(ASSIGNED TASK)
Whenever a line in the entries below contains "await", copy that line.

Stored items
════════════════════

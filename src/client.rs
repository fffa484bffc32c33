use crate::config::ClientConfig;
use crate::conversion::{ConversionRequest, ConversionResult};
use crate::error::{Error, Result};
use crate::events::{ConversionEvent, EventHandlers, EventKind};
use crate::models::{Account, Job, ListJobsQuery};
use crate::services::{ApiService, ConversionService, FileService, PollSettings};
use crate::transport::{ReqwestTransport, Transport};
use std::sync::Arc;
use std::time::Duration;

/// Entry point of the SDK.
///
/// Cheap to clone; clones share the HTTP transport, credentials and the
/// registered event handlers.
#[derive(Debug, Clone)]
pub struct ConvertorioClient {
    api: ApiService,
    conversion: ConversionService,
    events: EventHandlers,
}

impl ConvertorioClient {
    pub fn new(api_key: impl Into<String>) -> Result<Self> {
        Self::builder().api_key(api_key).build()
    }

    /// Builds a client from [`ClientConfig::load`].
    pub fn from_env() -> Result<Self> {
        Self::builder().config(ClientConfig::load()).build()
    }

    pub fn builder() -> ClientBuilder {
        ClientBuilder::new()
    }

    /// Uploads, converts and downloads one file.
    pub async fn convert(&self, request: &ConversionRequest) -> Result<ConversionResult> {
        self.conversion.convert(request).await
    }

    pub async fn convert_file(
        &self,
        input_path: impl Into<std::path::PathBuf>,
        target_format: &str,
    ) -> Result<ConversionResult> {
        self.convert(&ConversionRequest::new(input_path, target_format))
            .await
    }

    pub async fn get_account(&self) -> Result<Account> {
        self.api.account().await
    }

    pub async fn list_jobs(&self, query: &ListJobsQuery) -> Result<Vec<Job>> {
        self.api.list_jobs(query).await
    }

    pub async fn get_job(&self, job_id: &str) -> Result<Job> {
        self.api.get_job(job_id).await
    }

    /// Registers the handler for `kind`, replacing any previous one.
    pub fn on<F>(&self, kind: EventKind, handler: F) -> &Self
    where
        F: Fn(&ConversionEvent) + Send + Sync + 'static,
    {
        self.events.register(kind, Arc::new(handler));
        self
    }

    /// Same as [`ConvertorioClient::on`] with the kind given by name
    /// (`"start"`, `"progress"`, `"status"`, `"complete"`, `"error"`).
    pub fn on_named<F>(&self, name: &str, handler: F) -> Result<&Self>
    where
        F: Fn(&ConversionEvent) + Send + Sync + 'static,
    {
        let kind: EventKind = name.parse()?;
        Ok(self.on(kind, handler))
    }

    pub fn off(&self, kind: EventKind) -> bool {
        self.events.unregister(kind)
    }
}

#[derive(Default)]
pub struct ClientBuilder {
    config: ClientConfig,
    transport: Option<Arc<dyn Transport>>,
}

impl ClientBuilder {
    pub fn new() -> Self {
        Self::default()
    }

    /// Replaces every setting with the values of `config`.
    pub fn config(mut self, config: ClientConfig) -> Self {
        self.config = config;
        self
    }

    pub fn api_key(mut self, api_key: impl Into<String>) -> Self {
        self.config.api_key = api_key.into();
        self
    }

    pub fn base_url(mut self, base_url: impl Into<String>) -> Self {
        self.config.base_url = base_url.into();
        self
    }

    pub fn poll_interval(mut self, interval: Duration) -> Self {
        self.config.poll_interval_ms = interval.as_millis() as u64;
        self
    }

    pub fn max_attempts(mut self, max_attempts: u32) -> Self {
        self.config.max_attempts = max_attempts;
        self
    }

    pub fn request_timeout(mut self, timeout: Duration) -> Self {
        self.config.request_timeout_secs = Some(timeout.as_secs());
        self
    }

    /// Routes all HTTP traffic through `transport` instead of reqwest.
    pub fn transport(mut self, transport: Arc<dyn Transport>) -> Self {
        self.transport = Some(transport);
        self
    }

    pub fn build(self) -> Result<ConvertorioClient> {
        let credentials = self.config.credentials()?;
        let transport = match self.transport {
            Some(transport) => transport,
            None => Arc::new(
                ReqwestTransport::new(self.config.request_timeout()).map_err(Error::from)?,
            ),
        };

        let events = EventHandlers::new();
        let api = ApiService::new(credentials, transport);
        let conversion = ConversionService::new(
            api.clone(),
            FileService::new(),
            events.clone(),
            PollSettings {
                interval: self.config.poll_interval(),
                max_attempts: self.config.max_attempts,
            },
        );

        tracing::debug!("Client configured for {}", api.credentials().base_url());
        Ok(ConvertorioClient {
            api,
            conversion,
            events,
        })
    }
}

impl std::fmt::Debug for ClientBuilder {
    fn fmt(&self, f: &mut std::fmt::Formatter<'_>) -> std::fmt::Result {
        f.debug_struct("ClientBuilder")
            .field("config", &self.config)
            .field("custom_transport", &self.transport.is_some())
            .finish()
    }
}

════════════════════

(EXPECTED ANSWER)
        self.conversion.convert(request).await
            .await
        self.api.account().await
        self.api.list_jobs(query).await
        self.api.get_job(job_id).await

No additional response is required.